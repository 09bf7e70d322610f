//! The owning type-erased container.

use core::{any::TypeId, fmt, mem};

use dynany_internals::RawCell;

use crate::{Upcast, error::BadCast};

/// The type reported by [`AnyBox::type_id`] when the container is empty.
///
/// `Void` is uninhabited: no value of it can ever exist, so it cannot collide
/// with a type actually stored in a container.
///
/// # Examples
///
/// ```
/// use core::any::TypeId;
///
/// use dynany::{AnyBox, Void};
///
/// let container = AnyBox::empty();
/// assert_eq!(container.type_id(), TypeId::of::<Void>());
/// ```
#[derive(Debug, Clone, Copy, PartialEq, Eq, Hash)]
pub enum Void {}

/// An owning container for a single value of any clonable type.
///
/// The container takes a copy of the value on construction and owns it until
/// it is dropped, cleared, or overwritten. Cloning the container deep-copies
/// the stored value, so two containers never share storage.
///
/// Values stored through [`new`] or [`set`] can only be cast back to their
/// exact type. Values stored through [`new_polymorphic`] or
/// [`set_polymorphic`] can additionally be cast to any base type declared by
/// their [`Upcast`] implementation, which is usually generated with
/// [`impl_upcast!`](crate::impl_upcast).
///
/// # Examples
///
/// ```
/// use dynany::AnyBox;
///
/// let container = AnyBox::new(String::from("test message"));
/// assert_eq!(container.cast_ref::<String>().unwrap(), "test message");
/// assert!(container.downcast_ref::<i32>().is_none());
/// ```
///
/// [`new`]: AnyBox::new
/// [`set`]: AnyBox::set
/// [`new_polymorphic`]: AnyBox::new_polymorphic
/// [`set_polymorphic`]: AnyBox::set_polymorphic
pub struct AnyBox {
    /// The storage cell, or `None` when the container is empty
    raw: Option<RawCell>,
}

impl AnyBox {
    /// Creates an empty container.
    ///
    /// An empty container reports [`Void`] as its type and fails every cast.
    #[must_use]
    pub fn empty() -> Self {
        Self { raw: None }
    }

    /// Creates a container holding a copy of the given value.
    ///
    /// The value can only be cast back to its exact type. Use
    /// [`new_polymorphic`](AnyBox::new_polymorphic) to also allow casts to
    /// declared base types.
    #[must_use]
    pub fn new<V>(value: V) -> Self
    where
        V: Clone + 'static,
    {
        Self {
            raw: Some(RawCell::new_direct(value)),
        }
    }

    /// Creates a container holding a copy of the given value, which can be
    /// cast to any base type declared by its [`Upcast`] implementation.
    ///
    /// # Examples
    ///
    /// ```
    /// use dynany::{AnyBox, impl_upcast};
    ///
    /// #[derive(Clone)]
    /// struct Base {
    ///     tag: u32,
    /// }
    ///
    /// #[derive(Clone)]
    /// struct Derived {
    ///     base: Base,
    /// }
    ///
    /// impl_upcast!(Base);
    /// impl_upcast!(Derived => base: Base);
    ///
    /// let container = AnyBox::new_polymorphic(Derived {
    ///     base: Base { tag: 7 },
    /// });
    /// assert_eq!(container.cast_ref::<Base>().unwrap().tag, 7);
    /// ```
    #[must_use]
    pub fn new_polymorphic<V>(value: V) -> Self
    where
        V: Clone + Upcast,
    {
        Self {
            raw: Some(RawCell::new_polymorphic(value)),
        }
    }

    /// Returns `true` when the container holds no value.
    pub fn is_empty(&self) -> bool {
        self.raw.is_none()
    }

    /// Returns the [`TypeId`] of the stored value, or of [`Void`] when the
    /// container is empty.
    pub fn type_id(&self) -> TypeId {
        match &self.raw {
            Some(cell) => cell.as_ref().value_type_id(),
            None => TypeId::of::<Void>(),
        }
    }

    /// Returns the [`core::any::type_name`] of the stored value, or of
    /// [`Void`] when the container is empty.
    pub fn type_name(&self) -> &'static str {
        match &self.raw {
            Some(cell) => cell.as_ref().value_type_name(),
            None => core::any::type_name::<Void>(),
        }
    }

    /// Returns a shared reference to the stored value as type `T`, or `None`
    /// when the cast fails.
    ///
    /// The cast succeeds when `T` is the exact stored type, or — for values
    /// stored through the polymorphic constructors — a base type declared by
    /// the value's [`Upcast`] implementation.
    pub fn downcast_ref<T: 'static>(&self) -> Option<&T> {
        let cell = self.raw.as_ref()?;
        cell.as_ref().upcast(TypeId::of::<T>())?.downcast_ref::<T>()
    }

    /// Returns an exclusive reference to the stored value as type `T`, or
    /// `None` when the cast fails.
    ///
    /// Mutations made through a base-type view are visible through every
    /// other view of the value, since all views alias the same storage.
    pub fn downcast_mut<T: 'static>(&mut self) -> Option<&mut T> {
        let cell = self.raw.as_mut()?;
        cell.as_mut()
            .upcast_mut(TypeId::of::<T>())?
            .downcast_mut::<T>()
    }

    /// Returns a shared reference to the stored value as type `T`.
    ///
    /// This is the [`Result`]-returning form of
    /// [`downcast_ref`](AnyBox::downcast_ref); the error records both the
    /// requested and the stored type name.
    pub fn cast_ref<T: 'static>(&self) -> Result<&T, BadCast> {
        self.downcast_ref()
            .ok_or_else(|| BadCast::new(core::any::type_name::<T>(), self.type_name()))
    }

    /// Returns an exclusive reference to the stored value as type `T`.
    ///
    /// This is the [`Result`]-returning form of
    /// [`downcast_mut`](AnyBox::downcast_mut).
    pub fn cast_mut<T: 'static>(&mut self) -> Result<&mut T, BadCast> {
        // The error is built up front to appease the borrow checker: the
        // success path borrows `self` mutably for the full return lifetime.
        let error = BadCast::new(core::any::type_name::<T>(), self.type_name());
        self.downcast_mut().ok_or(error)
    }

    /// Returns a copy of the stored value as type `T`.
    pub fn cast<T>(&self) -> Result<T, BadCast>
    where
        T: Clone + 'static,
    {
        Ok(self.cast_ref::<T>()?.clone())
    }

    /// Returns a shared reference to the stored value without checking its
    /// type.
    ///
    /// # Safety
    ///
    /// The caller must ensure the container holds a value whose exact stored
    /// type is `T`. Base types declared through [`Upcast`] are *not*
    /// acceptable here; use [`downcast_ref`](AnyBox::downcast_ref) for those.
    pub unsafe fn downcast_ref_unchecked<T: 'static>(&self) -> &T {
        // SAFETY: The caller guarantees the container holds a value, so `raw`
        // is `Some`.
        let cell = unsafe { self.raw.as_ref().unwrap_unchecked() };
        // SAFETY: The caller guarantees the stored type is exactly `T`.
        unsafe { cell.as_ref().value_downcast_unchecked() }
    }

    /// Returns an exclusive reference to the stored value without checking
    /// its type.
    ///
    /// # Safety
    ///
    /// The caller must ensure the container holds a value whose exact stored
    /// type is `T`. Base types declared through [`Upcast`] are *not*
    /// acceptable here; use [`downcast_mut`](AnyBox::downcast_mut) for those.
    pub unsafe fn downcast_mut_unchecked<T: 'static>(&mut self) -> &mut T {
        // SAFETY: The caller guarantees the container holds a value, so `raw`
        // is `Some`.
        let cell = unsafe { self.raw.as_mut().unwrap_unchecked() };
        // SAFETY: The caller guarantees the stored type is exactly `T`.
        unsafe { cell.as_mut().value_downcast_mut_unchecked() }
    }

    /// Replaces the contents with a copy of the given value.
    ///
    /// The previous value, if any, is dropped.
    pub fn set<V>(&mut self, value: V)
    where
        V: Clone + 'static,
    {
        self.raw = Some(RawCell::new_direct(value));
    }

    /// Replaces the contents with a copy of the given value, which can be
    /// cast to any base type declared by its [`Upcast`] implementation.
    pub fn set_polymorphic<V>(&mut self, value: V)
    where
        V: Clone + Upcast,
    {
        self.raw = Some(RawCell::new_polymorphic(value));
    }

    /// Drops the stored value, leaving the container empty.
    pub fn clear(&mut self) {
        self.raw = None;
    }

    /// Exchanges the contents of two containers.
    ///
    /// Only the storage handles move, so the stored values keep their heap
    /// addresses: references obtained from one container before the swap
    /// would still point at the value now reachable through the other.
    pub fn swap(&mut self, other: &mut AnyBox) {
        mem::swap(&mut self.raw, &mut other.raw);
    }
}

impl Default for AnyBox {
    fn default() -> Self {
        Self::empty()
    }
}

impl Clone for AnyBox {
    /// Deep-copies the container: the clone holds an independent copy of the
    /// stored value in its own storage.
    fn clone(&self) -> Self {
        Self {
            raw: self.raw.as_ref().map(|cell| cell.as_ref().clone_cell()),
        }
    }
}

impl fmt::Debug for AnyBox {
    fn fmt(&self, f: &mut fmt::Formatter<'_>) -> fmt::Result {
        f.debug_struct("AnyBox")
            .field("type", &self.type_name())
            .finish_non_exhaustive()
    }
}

______________________________

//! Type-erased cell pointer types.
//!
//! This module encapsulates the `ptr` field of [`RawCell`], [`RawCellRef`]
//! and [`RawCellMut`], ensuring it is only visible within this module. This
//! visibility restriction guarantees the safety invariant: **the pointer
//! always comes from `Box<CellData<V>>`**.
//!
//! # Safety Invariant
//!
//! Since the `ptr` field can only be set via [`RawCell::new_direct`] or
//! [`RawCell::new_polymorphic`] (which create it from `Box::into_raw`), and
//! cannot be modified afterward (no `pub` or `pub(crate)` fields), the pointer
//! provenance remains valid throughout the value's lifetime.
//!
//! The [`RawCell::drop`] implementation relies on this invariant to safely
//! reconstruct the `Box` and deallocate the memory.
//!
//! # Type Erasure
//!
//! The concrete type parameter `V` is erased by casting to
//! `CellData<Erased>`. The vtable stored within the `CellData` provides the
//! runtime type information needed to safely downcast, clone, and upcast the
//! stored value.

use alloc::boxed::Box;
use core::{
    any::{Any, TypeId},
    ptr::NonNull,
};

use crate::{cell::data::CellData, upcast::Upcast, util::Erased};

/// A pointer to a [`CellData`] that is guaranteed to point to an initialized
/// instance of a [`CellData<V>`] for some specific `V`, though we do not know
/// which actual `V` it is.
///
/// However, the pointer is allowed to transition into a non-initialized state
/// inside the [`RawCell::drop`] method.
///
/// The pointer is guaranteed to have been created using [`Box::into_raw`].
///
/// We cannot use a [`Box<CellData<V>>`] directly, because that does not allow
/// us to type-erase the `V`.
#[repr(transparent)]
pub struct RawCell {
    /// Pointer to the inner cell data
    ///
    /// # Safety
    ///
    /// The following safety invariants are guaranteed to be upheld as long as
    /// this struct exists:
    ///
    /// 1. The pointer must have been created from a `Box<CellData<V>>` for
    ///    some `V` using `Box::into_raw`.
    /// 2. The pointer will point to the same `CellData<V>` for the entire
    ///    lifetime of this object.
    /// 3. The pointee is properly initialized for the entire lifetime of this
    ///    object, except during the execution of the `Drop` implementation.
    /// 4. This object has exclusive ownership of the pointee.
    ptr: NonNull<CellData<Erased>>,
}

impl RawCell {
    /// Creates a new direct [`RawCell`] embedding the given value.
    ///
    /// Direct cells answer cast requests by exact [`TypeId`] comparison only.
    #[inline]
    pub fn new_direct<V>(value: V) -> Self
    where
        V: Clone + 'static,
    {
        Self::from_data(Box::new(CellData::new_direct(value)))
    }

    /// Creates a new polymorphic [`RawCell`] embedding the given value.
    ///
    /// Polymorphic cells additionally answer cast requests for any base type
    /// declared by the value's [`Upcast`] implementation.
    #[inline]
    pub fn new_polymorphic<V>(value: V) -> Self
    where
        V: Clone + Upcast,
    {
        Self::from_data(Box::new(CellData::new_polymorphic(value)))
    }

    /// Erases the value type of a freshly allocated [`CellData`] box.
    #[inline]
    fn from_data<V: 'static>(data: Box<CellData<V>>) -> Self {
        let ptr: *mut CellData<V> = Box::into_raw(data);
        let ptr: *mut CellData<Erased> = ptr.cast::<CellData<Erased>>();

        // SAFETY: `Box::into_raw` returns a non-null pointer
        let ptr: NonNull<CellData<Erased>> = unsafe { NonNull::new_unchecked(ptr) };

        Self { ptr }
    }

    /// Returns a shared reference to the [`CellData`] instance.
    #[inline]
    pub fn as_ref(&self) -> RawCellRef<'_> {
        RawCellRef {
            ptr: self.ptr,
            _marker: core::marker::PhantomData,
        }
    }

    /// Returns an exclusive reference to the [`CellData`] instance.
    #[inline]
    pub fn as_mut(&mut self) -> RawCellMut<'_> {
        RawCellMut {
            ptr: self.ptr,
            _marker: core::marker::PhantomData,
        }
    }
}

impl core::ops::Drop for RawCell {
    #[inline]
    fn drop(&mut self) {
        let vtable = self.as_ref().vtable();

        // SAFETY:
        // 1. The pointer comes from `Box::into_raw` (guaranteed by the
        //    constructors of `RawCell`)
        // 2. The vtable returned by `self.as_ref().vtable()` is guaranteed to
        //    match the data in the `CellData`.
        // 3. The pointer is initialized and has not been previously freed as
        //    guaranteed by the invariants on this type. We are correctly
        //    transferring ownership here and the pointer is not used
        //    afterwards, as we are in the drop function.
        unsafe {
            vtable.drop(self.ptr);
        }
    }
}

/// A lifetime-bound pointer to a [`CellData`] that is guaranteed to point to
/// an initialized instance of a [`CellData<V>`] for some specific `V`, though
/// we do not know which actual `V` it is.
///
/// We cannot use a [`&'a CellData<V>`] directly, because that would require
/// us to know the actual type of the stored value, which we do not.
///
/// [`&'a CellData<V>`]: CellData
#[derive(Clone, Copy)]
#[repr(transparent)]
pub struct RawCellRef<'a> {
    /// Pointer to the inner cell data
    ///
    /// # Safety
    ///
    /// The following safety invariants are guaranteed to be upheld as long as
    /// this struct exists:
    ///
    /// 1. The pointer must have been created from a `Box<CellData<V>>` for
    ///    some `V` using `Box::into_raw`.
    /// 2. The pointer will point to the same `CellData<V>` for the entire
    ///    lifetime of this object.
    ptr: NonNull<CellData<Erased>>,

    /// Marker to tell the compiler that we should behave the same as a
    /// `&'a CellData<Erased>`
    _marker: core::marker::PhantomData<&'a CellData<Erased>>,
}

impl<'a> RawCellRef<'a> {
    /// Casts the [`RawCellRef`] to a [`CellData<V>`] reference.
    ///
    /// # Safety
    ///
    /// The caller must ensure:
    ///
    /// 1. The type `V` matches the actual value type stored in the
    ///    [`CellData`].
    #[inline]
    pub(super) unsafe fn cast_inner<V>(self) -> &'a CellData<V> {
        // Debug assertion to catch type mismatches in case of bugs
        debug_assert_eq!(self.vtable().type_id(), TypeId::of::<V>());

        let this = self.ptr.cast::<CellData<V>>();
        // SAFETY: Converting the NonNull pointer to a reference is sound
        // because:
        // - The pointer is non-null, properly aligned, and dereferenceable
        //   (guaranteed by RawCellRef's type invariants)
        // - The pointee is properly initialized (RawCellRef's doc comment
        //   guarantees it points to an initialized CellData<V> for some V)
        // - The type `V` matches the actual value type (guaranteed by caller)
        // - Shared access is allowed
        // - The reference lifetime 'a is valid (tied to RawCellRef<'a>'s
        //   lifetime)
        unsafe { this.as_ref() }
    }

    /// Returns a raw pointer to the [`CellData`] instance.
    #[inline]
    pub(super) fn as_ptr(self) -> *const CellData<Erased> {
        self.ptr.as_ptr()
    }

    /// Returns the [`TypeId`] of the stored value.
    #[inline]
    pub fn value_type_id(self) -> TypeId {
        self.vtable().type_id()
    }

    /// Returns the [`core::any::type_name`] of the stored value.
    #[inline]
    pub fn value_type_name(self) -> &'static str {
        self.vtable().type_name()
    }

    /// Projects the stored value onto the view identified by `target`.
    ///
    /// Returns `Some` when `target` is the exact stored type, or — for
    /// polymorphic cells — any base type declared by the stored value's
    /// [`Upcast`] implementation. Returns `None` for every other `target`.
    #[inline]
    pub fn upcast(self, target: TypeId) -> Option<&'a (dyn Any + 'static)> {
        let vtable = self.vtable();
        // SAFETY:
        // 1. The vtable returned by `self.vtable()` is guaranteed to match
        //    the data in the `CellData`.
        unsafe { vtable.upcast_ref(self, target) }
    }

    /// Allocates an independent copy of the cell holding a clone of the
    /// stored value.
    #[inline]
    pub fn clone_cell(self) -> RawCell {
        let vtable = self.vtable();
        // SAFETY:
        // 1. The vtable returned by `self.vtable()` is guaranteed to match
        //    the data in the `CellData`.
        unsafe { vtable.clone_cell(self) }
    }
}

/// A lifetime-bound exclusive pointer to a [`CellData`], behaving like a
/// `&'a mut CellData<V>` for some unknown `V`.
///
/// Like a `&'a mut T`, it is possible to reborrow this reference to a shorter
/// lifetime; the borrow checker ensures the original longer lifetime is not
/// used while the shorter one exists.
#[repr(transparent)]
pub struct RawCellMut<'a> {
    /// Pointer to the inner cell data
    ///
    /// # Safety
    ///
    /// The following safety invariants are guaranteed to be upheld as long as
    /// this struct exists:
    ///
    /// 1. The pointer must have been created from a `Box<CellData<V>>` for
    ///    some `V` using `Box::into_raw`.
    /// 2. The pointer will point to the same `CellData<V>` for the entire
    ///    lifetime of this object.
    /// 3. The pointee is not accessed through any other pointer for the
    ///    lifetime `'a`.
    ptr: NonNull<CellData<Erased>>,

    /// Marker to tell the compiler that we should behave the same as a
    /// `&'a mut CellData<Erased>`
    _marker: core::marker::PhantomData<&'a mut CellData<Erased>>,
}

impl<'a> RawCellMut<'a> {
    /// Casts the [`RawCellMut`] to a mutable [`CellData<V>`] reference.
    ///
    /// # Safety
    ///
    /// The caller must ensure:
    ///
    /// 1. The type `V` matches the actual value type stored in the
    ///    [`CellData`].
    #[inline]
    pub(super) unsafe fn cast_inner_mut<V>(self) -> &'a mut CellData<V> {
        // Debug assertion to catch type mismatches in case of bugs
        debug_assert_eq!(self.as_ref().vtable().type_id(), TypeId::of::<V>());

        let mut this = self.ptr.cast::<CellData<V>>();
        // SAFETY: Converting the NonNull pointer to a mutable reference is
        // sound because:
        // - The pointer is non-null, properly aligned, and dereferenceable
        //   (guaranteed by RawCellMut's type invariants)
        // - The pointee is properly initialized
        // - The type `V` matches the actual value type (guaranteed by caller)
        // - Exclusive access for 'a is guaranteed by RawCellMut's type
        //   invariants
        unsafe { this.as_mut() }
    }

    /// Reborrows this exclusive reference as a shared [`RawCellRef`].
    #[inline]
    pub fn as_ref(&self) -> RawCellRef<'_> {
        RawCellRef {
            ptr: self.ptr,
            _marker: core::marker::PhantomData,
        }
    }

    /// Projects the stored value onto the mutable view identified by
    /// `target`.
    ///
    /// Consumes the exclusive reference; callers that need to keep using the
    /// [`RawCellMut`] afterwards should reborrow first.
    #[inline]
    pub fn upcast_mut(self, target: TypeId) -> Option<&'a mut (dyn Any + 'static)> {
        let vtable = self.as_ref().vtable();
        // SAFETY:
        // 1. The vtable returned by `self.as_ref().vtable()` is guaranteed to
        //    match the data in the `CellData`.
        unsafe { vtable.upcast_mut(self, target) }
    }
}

______________________________

Requirement:
Repeat exactly the lines above from the one with "repository 09bf7e70d322610f" up to and including the one with "it cannot collide". No other line belongs in the reply.

Response below:
repository 09bf7e70d322610f
//! The owning type-erased container.

use core::{any::TypeId, fmt, mem};

use dynany_internals::RawCell;

use crate::{Upcast, error::BadCast};

/// The type reported by [`AnyBox::type_id`] when the container is empty.
///
/// `Void` is uninhabited: no value of it can ever exist, so it cannot collide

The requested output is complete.